Material supplied
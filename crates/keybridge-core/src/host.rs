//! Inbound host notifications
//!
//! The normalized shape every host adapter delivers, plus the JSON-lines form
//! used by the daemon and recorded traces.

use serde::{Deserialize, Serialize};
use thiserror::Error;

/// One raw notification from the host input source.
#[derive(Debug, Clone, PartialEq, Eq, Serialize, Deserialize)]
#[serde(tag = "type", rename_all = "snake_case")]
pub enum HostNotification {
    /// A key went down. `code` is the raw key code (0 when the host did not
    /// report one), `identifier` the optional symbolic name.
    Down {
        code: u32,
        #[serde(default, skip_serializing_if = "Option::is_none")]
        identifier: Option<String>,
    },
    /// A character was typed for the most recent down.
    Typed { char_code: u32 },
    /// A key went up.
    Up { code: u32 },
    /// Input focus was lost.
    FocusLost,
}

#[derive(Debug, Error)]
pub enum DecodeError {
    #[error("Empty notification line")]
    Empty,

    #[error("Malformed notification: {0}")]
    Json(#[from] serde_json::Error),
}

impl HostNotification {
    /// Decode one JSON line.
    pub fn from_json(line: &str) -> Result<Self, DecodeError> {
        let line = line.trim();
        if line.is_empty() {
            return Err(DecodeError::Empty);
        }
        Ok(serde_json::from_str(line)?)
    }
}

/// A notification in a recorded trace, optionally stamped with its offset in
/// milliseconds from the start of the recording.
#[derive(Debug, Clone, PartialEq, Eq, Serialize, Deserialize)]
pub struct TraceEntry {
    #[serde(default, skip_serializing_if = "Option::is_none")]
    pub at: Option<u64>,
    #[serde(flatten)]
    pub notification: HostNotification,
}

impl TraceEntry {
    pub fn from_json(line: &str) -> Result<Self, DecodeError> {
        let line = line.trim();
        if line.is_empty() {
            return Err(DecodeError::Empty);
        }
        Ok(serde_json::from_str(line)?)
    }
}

* * *

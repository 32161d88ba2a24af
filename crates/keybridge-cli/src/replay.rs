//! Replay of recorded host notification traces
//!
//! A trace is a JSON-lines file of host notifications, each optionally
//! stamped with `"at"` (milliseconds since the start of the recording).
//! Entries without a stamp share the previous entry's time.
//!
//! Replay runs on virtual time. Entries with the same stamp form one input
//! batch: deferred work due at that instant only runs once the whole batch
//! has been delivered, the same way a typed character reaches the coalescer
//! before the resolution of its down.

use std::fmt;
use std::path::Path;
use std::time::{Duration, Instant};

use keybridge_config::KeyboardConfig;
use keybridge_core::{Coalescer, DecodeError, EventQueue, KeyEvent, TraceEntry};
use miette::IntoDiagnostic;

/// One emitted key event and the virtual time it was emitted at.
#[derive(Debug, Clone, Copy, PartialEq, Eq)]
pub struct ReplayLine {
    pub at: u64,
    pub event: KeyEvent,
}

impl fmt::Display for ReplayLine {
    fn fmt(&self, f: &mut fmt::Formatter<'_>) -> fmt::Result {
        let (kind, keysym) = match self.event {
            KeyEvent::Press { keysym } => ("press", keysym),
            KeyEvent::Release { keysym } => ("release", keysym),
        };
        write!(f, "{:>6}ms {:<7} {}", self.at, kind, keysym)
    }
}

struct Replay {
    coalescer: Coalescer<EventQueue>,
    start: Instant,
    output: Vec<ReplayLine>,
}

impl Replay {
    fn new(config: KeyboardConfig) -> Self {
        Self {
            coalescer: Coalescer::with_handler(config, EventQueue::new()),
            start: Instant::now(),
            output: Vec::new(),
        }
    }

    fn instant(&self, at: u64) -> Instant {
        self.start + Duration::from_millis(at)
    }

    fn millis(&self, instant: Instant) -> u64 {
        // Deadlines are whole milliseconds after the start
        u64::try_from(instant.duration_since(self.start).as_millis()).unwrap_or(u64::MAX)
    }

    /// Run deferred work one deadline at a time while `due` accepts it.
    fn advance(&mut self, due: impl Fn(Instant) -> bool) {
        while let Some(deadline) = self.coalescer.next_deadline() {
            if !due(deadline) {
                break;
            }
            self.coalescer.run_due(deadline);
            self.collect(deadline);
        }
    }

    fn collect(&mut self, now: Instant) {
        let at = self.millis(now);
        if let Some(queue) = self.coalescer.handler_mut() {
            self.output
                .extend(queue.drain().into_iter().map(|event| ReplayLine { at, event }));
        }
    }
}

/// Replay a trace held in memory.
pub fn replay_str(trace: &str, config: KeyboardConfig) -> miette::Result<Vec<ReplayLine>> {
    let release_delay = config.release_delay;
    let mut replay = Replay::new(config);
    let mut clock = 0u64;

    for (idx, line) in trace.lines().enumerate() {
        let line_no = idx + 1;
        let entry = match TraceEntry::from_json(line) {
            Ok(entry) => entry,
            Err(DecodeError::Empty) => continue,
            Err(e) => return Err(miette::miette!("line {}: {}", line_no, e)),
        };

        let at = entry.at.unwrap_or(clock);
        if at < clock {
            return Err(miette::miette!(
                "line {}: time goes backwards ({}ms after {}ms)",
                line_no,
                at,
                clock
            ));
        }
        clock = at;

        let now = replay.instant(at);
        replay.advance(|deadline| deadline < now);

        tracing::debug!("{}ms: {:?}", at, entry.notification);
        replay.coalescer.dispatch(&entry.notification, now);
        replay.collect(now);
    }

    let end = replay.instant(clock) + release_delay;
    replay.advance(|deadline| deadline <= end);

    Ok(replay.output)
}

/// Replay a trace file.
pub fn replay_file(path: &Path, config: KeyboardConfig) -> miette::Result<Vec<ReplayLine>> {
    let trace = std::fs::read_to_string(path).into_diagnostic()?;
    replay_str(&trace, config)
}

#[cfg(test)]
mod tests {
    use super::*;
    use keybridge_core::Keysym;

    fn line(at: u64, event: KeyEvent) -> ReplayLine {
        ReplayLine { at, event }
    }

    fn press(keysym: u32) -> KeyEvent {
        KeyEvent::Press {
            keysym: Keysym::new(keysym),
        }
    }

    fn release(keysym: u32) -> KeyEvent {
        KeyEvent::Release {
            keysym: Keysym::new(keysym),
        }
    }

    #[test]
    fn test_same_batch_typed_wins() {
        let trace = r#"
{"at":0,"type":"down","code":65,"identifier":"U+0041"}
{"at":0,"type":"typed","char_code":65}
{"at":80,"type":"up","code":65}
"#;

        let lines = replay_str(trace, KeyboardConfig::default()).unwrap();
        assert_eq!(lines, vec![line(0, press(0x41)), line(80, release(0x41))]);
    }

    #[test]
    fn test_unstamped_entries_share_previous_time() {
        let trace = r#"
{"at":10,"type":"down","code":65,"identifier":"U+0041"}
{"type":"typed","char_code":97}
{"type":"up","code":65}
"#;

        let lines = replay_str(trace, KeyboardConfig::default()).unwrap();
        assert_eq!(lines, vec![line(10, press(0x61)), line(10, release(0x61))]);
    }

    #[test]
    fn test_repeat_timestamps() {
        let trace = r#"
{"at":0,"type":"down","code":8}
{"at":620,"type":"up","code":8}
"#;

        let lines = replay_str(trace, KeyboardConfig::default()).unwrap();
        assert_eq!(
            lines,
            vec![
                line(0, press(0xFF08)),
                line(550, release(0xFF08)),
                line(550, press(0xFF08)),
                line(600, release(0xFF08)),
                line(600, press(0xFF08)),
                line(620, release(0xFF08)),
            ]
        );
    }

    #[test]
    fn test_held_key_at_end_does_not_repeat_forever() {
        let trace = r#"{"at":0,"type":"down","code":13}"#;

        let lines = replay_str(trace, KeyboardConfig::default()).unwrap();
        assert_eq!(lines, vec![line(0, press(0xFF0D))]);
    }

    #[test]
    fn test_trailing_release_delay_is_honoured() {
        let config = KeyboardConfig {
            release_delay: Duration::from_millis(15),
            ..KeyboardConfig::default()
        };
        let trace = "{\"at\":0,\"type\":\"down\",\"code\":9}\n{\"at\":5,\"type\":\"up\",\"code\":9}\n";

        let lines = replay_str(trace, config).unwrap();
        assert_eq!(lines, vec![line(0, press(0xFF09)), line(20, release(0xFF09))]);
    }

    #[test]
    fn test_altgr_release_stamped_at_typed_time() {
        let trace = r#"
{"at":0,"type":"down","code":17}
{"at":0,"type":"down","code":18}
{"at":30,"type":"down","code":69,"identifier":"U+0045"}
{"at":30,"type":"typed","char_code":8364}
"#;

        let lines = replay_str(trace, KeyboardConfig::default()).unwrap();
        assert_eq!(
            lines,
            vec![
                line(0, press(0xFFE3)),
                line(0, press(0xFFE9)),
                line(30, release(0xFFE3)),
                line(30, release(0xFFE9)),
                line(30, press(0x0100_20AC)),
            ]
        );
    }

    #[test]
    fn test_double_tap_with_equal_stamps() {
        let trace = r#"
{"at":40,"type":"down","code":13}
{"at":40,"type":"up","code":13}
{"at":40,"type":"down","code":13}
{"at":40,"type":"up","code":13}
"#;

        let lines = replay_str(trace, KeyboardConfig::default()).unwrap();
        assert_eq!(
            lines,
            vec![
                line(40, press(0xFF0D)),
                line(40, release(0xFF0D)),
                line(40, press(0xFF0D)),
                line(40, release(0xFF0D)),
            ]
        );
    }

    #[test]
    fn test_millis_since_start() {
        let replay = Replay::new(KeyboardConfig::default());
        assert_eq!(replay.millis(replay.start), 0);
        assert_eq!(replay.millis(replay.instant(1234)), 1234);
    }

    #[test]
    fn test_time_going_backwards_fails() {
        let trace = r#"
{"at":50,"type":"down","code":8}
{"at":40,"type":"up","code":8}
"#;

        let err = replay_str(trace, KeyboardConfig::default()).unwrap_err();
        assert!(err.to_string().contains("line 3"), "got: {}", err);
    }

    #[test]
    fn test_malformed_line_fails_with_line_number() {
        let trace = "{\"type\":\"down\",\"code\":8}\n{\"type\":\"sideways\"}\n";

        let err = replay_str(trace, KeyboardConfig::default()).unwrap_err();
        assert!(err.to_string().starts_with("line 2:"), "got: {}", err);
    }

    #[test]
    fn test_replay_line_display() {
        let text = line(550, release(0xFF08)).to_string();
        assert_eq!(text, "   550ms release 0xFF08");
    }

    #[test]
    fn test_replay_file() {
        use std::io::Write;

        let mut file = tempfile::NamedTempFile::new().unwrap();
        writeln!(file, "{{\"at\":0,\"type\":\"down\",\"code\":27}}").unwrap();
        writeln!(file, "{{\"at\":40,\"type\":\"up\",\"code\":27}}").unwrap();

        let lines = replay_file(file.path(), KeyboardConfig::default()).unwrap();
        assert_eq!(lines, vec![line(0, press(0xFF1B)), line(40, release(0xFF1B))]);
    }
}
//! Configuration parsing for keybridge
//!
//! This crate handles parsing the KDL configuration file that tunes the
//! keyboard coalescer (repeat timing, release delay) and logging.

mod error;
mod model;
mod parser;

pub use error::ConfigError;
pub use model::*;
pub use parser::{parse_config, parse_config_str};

* * *

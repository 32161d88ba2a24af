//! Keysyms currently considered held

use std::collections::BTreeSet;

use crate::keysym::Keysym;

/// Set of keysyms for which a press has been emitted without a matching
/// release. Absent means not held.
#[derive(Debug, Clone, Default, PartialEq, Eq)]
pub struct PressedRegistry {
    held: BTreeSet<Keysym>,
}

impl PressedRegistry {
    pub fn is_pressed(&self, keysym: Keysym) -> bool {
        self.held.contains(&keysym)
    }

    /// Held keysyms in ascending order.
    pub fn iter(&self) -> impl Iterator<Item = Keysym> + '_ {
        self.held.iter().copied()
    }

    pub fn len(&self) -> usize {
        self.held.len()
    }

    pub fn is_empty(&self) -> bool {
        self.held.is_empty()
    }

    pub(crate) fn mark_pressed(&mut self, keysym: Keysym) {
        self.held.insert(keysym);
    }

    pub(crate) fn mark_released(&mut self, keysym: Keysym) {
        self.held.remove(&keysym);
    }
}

What to work on
Each line that has the word "crates" counts once. How many such lines are in the data? Give the number alone.

Exercise output
2